Task brief: Only one range belongs in the answer: the line holding "for r in 0..rows" through the last line of the records, reproduced as is.

Provided entries section start

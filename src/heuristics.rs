//! Move-selection strategies for automated play.
//!
//! Each strategy looks at the board and picks one of the legal swaps, or
//! returns `None` when there is none (the caller should shuffle).
use crate::engine::Board;
use crate::matcher::find_matches;
use crate::solver::{find_hint, legal_moves, CandidateMove};
use clap::ValueEnum;
use rand::seq::SliceRandom;
use rand::Rng;

/// Takes the same swap a hint would show: the first legal one in row-major
/// scan order.
pub fn choose_move_first_hint(board: &Board) -> Option<CandidateMove> {
    let (a, b) = find_hint(board)?;
    let mut probe = board.clone();
    probe.swap(a.coord(), b.coord());
    Some(CandidateMove {
        from: a.coord(),
        to: b.coord(),
        matched: find_matches(&probe).len(),
    })
}

/// Chooses the swap that clears the most tiles on the first round.
///
/// Ties go to the earliest move in scan order, so the choice is deterministic.
pub fn choose_move_largest_match(board: &Board) -> Option<CandidateMove> {
    legal_moves(board)
        .into_iter()
        .fold(None, |best: Option<CandidateMove>, mv| match best {
            Some(b) if b.matched >= mv.matched => Some(b),
            _ => Some(mv),
        })
}

/// Chooses the swap nearest the bottom of the board, largest match first
/// among equals. Matches low on the board leave the rows above untouched,
/// which keeps existing near-runs intact for later moves.
pub fn choose_move_bottom_first(board: &Board) -> Option<CandidateMove> {
    legal_moves(board)
        .into_iter()
        .max_by_key(|mv| (mv.from.row.max(mv.to.row), mv.matched))
}

/// Picks any legal swap uniformly at random. Serves as the baseline.
pub fn choose_move_random(board: &Board, rng: &mut impl Rng) -> Option<CandidateMove> {
    legal_moves(board).choose(rng).copied()
}

/// The strategies available to the simulator, selectable on the command line.
#[derive(Clone, Copy, Debug, PartialEq, Eq, ValueEnum)]
pub enum Strategy {
    FirstHint,
    LargestMatch,
    BottomFirst,
    Random,
}

impl Strategy {
    pub const ALL: [Strategy; 4] = [
        Strategy::FirstHint,
        Strategy::LargestMatch,
        Strategy::BottomFirst,
        Strategy::Random,
    ];

    pub fn name(self) -> &'static str {
        match self {
            Strategy::FirstHint => "first-hint",
            Strategy::LargestMatch => "largest-match",
            Strategy::BottomFirst => "bottom-first",
            Strategy::Random => "random",
        }
    }

    pub fn choose(self, board: &Board, rng: &mut impl Rng) -> Option<CandidateMove> {
        match self {
            Strategy::FirstHint => choose_move_first_hint(board),
            Strategy::LargestMatch => choose_move_largest_match(board),
            Strategy::BottomFirst => choose_move_bottom_first(board),
            Strategy::Random => choose_move_random(board, rng),
        }
    }
}

#[cfg(test)]
mod tests {
    use super::*;
    use crate::engine::Coord;
    use crate::utils::board_from_str_array;
    use rand::rngs::SmallRng;
    use rand::SeedableRng;

    // (0,2)<->(1,2) makes AAA in row 0. (3,2)<->(4,2) makes BBBBB in row 3,
    // further down and larger; two more swaps in row 3 make three B's.
    fn board() -> Board {
        board_from_str_array(&["AABCDE", "FGAHIJ", "KLMNOP", "BBQBBR", "STBVWX"]).unwrap()
    }

    #[test]
    fn test_first_hint_matches_solver_hint() {
        let mv = choose_move_first_hint(&board()).unwrap();
        assert_eq!(mv.from, Coord::new(0, 2));
        assert_eq!(mv.to, Coord::new(1, 2));
        assert_eq!(mv.matched, 3);
    }

    #[test]
    fn test_largest_match_prefers_longer_run() {
        let mv = choose_move_largest_match(&board()).unwrap();
        assert_eq!(mv.matched, 5);
        assert_eq!((mv.from, mv.to), (Coord::new(3, 2), Coord::new(4, 2)));
        assert_eq!(legal_moves(&board()).len(), 4);
    }

    #[test]
    fn test_bottom_first_prefers_lower_rows() {
        let mv = choose_move_bottom_first(&board()).unwrap();
        assert_eq!(mv.to, Coord::new(4, 2));
    }

    #[test]
    fn test_random_picks_a_legal_move() {
        let board = board();
        let legal = legal_moves(&board);
        let mut rng = SmallRng::seed_from_u64(3);
        for _ in 0..20 {
            let mv = choose_move_random(&board, &mut rng).unwrap();
            assert!(legal.contains(&mv));
        }
    }

    #[test]
    fn test_no_moves_means_none() {
        let board = board_from_str_array(&["ABC", "DEF", "GHI"]).unwrap();
        let mut rng = SmallRng::seed_from_u64(0);
        for strategy in Strategy::ALL {
            assert!(strategy.choose(&board, &mut rng).is_none(), "{}", strategy.name());
        }
    }
}
use anyhow::{Context, Result};
use clap::Parser;
use combo_board::config::EngineConfig;
use combo_board::engine::Coord;
use combo_board::progress::{JsonFileStore, MemoryStore, ProgressStore};
use combo_board::resolver::{GameEvent, SwapOutcome};
use combo_board::session::Session;
use combo_board::state::GameMode;
use combo_board::utils::init_tracing;
use std::io::{self, Write};
use std::path::PathBuf;
use std::time::Instant;

#[derive(Parser, Debug)]
#[clap(author, version, about = "Play the letter combo puzzle in the terminal", long_about = None)]
struct Args {
    /// Level to play; omit for endless mode
    #[clap(short, long)]
    level: Option<u32>,

    /// Fixed RNG seed for a reproducible game
    #[clap(short, long)]
    seed: Option<u64>,

    /// Engine config JSON file
    #[clap(short, long)]
    config: Option<PathBuf>,

    /// Progress file (defaults to the user config directory)
    #[clap(long)]
    progress: Option<PathBuf>,

    /// Keep progress in memory only
    #[clap(long)]
    no_save: bool,
}

fn load_config(args: &Args) -> Result<EngineConfig> {
    let mut config = match &args.config {
        Some(path) => EngineConfig::load(path)
            .with_context(|| format!("failed to load config {}", path.display()))?,
        None => EngineConfig::default(),
    };
    if let Some(seed) = args.seed {
        config = config.with_seed(seed);
    }
    config.validate()?;
    Ok(config)
}

fn open_store(args: &Args) -> Result<Box<dyn ProgressStore>> {
    if args.no_save {
        return Ok(Box::new(MemoryStore::default()));
    }
    let path = args
        .progress
        .clone()
        .unwrap_or_else(JsonFileStore::default_path);
    let store = JsonFileStore::open(&path)
        .with_context(|| format!("failed to open progress {}", path.display()))?;
    Ok(Box::new(store))
}

fn parse_swap(input: &str) -> Option<(Coord, Coord)> {
    let nums: Vec<usize> = input
        .split_whitespace()
        .map(|p| p.parse().ok())
        .collect::<Option<_>>()?;
    match nums[..] {
        [r1, c1, r2, c2] => Some((Coord::new(r1, c1), Coord::new(r2, c2))),
        _ => None,
    }
}

fn report(events: &[GameEvent]) {
    for event in events {
        match event {
            GameEvent::Matched {
                tiles,
                points,
                combo,
                silent: false,
            } => {
                let word: String = tiles.iter().map(|t| t.letter()).collect();
                println!("  Matched {} (x{} combo): +{}", word, combo, points);
            }
            GameEvent::Shuffled { seeded: true } => {
                println!("  No moves left: the board was rebuilt.")
            }
            GameEvent::Shuffled { seeded: false } => println!("  Board shuffled."),
            GameEvent::NewHighScore(score) => println!("  New high score: {}!", score),
            _ => {}
        }
    }
}

fn main() -> Result<()> {
    init_tracing("warn");
    let args = Args::parse();
    let config = load_config(&args)?;
    let watchdog = config.watchdog();
    let store = open_store(&args)?;

    let mode = match args.level {
        Some(number) => GameMode::Level(store.progress().playable_level(number)?.clone()),
        None => GameMode::Endless,
    };
    let mut session = Session::new(mode, config, store, Instant::now())?;
    let mut highlight: Vec<Coord> = Vec::new();

    println!("Welcome to Combo Board!");
    loop {
        // Nothing animates in a terminal, so every lock can be released at once.
        session.tick(Instant::now() + watchdog);
        report(&session.drain_events());

        let state = session.state();
        let moves = state
            .moves_remaining()
            .map_or("unlimited".to_string(), |m| m.to_string());
        println!("---------------------");
        println!(
            "Score: {} / {}, Moves: {}",
            state.score(),
            state.target_score(),
            moves
        );
        println!("{}", session.board().to_string_with_highlight(&highlight));
        highlight.clear();

        if let Some(over) = session.engine().game_over() {
            println!();
            println!("---------------------");
            println!("{}", if over.won { "LEVEL CLEARED!" } else { "GAME OVER" });
            println!("Final Score: {}", over.score);
            if let GameMode::Level(level) = session.engine().mode() {
                println!("Stars: {}", level.calculate_stars(over.score));
            }
            println!("---------------------");
            break;
        }

        print!(
            "Enter a swap (r1 c1 r2 c2), 'h' for a hint, 's' to shuffle, \
             'q' to save and quit: "
        );
        io::stdout().flush()?;

        let mut input = String::new();
        if io::stdin().read_line(&mut input)? == 0 {
            break;
        }
        let input = input.trim();
        let now = Instant::now();

        match input {
            "q" => {
                session.exit();
                report(&session.drain_events());
                println!("Thanks for playing!");
                break;
            }
            "h" => match session.request_hint(now) {
                Some((a, b)) => {
                    println!("Try swapping {} and {}.", a.coord(), b.coord());
                    highlight = vec![a.coord(), b.coord()];
                }
                None => println!("No moves available; shuffling."),
            },
            "s" => {
                session.request_shuffle(now);
            }
            _ => match parse_swap(input) {
                Some((a, b)) => match session.request_swap(a, b, now) {
                    SwapOutcome::Rejected(reason) => println!("Invalid move: {}.", reason),
                    SwapOutcome::Reverted => println!("No match; tiles swapped back."),
                    SwapOutcome::Resolved(resolution) => println!(
                        "Cleared {} tiles in {} round(s) for {} points.",
                        resolution.tiles_cleared, resolution.rounds, resolution.points
                    ),
                },
                None => println!("Invalid input format. Use 'r1 c1 r2 c2', 'h', 's', or 'q'."),
            },
        }
    }
    Ok(())
}
//! Move search: hints, the solvability probe, and the shuffle that always
//! leaves at least one legal move on the board.
use crate::engine::{generate_uniform_letter, Board, Coord, Tile};
use crate::matcher::{find_matches, Orientation, Run, MIN_RUN};
use rand::seq::SliceRandom;
use rand::Rng;
use std::collections::HashSet;
use tracing::{debug, warn};

/// Random placements tried per orientation when planting a run.
const PLACEMENT_TRIES: u32 = 20;

/// A swap that would produce a match, with the number of tiles it would clear
/// on the first round.
#[derive(Clone, Copy, Debug, PartialEq, Eq)]
pub struct CandidateMove {
    pub from: Coord,
    pub to: Coord,
    pub matched: usize,
}

/// Result of [`shuffle_board`].
#[derive(Clone, Copy, Debug, PartialEq, Eq)]
pub struct ShuffleOutcome {
    /// Permutations tried.
    pub attempts: u32,
    /// True when every permutation failed and runs had to be planted.
    pub seeded: bool,
}

// Every (tile, right neighbour) and (tile, bottom neighbour) pair, row-major,
// right before bottom.
fn neighbour_pairs(rows: usize, cols: usize) -> impl Iterator<Item = (Coord, Coord)> {
    (0..rows).flat_map(move |r| {
        (0..cols).flat_map(move |c| {
            let here = Coord::new(r, c);
            let right = (c + 1 < cols).then(|| (here, Coord::new(r, c + 1)));
            let below = (r + 1 < rows).then(|| (here, Coord::new(r + 1, c)));
            right.into_iter().chain(below)
        })
    })
}

// Tentatively swaps, counts matched tiles, swaps back.
fn probe(board: &mut Board, a: Coord, b: Coord) -> usize {
    board.swap(a, b);
    let matched = find_matches(board).len();
    board.swap(a, b);
    matched
}

/// Finds the first pair of neighbours, in row-major scan order, whose swap
/// would produce a match. For each tile the right neighbour is tried before
/// the bottom one.
///
/// Returns `None` when no legal move exists; the caller is expected to
/// shuffle in that case.
///
/// # Examples
/// ```
/// use combo_board::solver::find_hint;
/// use combo_board::engine::Coord;
/// use combo_board::utils::board_from_str_array;
///
/// let board = board_from_str_array(&["AABCDE", "FGAHIJ", "KLMNOP"]).unwrap();
/// let (a, b) = find_hint(&board).unwrap();
/// assert_eq!((a.coord(), b.coord()), (Coord::new(0, 2), Coord::new(1, 2)));
/// ```
pub fn find_hint(board: &Board) -> Option<(Tile, Tile)> {
    let mut scratch = board.clone();
    let (a, b) = neighbour_pairs(board.rows(), board.cols())
        .find(|&(a, b)| probe(&mut scratch, a, b) > 0)?;
    Some((board.get(a)?, board.get(b)?))
}

/// Solvability probe: true if at least one adjacent swap yields a match.
pub fn has_any_legal_move(board: &Board) -> bool {
    find_hint(board).is_some()
}

/// Every swap that would produce a match, in hint scan order.
pub fn legal_moves(board: &Board) -> Vec<CandidateMove> {
    let mut scratch = board.clone();
    neighbour_pairs(board.rows(), board.cols())
        .filter_map(|(from, to)| {
            let matched = probe(&mut scratch, from, to);
            (matched > 0).then_some(CandidateMove { from, to, matched })
        })
        .collect()
}

/// Rearranges the board's letters until a legal move exists.
///
/// Letters are permuted among the fixed tiles (identities stay where they
/// are) up to `max_attempts` times. A permutation is accepted only if it
/// differs from the starting arrangement and passes the solvability probe.
/// If every attempt fails, [`seed_guaranteed_runs`] plants runs so a legal
/// move is certain. Score, combo and moves are not touched here.
pub fn shuffle_board(
    board: &mut Board,
    rng: &mut impl Rng,
    max_attempts: u32,
    seeded_runs: u32,
) -> ShuffleOutcome {
    let coords: Vec<Coord> = board.tiles().map(|t| t.coord()).collect();
    let original = board.letters();
    let mut letters = original.clone();

    for attempt in 1..=max_attempts {
        letters.shuffle(rng);
        if letters == original {
            continue;
        }
        for (&coord, &letter) in coords.iter().zip(&letters) {
            board.set_letter(coord, letter);
        }
        if has_any_legal_move(board) {
            debug!(attempt, "shuffle found a solvable arrangement");
            return ShuffleOutcome {
                attempts: attempt,
                seeded: false,
            };
        }
    }

    warn!(
        attempts = max_attempts,
        "no solvable shuffle found, planting runs"
    );
    seed_guaranteed_runs(board, rng, seeded_runs);
    ShuffleOutcome {
        attempts: max_attempts,
        seeded: true,
    }
}

// Tries up to PLACEMENT_TRIES random spots for a three-long run that avoids
// `used`; on success writes the letter and marks the cells.
fn plant_run(
    board: &mut Board,
    rng: &mut impl Rng,
    letter: char,
    orientation: Orientation,
    used: &mut HashSet<Coord>,
) -> bool {
    let (row_span, col_span) = match orientation {
        Orientation::Horizontal => (board.rows(), board.cols().checked_sub(MIN_RUN - 1)),
        Orientation::Vertical => (board.cols(), board.rows().checked_sub(MIN_RUN - 1)),
    };
    let Some(start_range) = col_span.filter(|&n| n > 0) else {
        return false;
    };
    if row_span == 0 {
        return false;
    }

    for _ in 0..PLACEMENT_TRIES {
        let fixed = rng.gen_range(0..row_span);
        let offset = rng.gen_range(0..start_range);
        let start = match orientation {
            Orientation::Horizontal => Coord::new(fixed, offset),
            Orientation::Vertical => Coord::new(offset, fixed),
        };
        let run = Run {
            letter,
            start,
            len: MIN_RUN,
            orientation,
        };
        if run.coords().any(|c| used.contains(&c)) {
            continue;
        }
        for coord in run.coords() {
            board.set_letter(coord, letter);
            used.insert(coord);
        }
        return true;
    }
    false
}

/// Constructive fallback: picks `runs` uniformly random letters and plants
/// each as a horizontal run, or a vertical one if no horizontal spot is free,
/// on cells not used by an earlier run. Every other cell gets an independent
/// uniform letter. Returns how many runs were planted.
///
/// On a board at least three wide or tall, the first run always fits, and a
/// swap inside a planted run keeps the match, so a legal move is guaranteed
/// whenever `runs > 0`.
pub fn seed_guaranteed_runs(board: &mut Board, rng: &mut impl Rng, runs: u32) -> u32 {
    let mut used = HashSet::new();
    let mut planted = 0;
    for _ in 0..runs {
        let letter = generate_uniform_letter(rng);
        if plant_run(board, rng, letter, Orientation::Horizontal, &mut used)
            || plant_run(board, rng, letter, Orientation::Vertical, &mut used)
        {
            planted += 1;
        }
    }

    let free: Vec<Coord> = board
        .tiles()
        .map(|t| t.coord())
        .filter(|c| !used.contains(c))
        .collect();
    for coord in free {
        board.set_letter(coord, generate_uniform_letter(rng));
    }
    debug!(planted, "seeded guaranteed runs");
    planted
}

// The three cells of a near-run anchored at `at`: two in line and the third
// one step off the line past them, so swapping it in completes a run.
fn near_run_cells(at: Coord, orientation: Orientation) -> [Coord; 3] {
    let Coord { row: r, col: c } = at;
    match orientation {
        Orientation::Horizontal => [at, Coord::new(r, c + 1), Coord::new(r + 1, c + 2)],
        Orientation::Vertical => [at, Coord::new(r + 1, c), Coord::new(r + 2, c + 1)],
    }
}

/// Writes one near-run onto a board: one letter on two neighbouring cells
/// and on a third cell diagonal to the end of that pair. The swap that slides
/// the third letter into line becomes a legal move.
///
/// Placements and letters are tried in random order and a placement is kept
/// only if it leaves the board free of matches, so nothing needs resolving
/// afterwards. Returns the swap it set up, or `None` (board unchanged) when
/// the board is too small or every placement would create a match.
pub fn plant_near_run(board: &mut Board, rng: &mut impl Rng) -> Option<(Coord, Coord)> {
    let (rows, cols) = (board.rows(), board.cols());
    let mut anchors: Vec<(Coord, Orientation)> = Vec::new();
    for r in 0..rows {
        for c in 0..cols {
            if r + 1 < rows && c + 2 < cols {
                anchors.push((Coord::new(r, c), Orientation::Horizontal));
            }
            if r + 2 < rows && c + 1 < cols {
                anchors.push((Coord::new(r, c), Orientation::Vertical));
            }
        }
    }
    anchors.shuffle(rng);
    let mut alphabet: Vec<char> = ('A'..='Z').collect();

    for (at, orientation) in anchors {
        let cells = near_run_cells(at, orientation);
        let saved: Vec<Option<char>> = cells.iter().map(|&c| board.letter_at(c)).collect();
        alphabet.shuffle(rng);
        for &letter in &alphabet {
            for &cell in &cells {
                board.set_letter(cell, letter);
            }
            if find_matches(board).is_empty() {
                let odd = cells[2];
                let swap = match orientation {
                    Orientation::Horizontal => (odd, Coord::new(odd.row - 1, odd.col)),
                    Orientation::Vertical => (odd, Coord::new(odd.row, odd.col - 1)),
                };
                debug!(%at, ?orientation, %letter, "planted near-run");
                return Some(swap);
            }
        }
        for (&cell, letter) in cells.iter().zip(saved) {
            if let Some(letter) = letter {
                board.set_letter(cell, letter);
            }
        }
    }
    None
}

Provided entries section end

Written reply:
    for r in 0..rows {
        for c in 0..cols {
            if r + 1 < rows && c + 2 < cols {
                anchors.push((Coord::new(r, c), Orientation::Horizontal));
            }
            if r + 2 < rows && c + 1 < cols {
                anchors.push((Coord::new(r, c), Orientation::Vertical));
            }
        }
    }
    anchors.shuffle(rng);
    let mut alphabet: Vec<char> = ('A'..='Z').collect();

    for (at, orientation) in anchors {
        let cells = near_run_cells(at, orientation);
        let saved: Vec<Option<char>> = cells.iter().map(|&c| board.letter_at(c)).collect();
        alphabet.shuffle(rng);
        for &letter in &alphabet {
            for &cell in &cells {
                board.set_letter(cell, letter);
            }
            if find_matches(board).is_empty() {
                let odd = cells[2];
                let swap = match orientation {
                    Orientation::Horizontal => (odd, Coord::new(odd.row - 1, odd.col)),
                    Orientation::Vertical => (odd, Coord::new(odd.row, odd.col - 1)),
                };
                debug!(%at, ?orientation, %letter, "planted near-run");
                return Some(swap);
            }
        }
        for (&cell, letter) in cells.iter().zip(saved) {
            if let Some(letter) = letter {
                board.set_letter(cell, letter);
            }
        }
    }
    None
}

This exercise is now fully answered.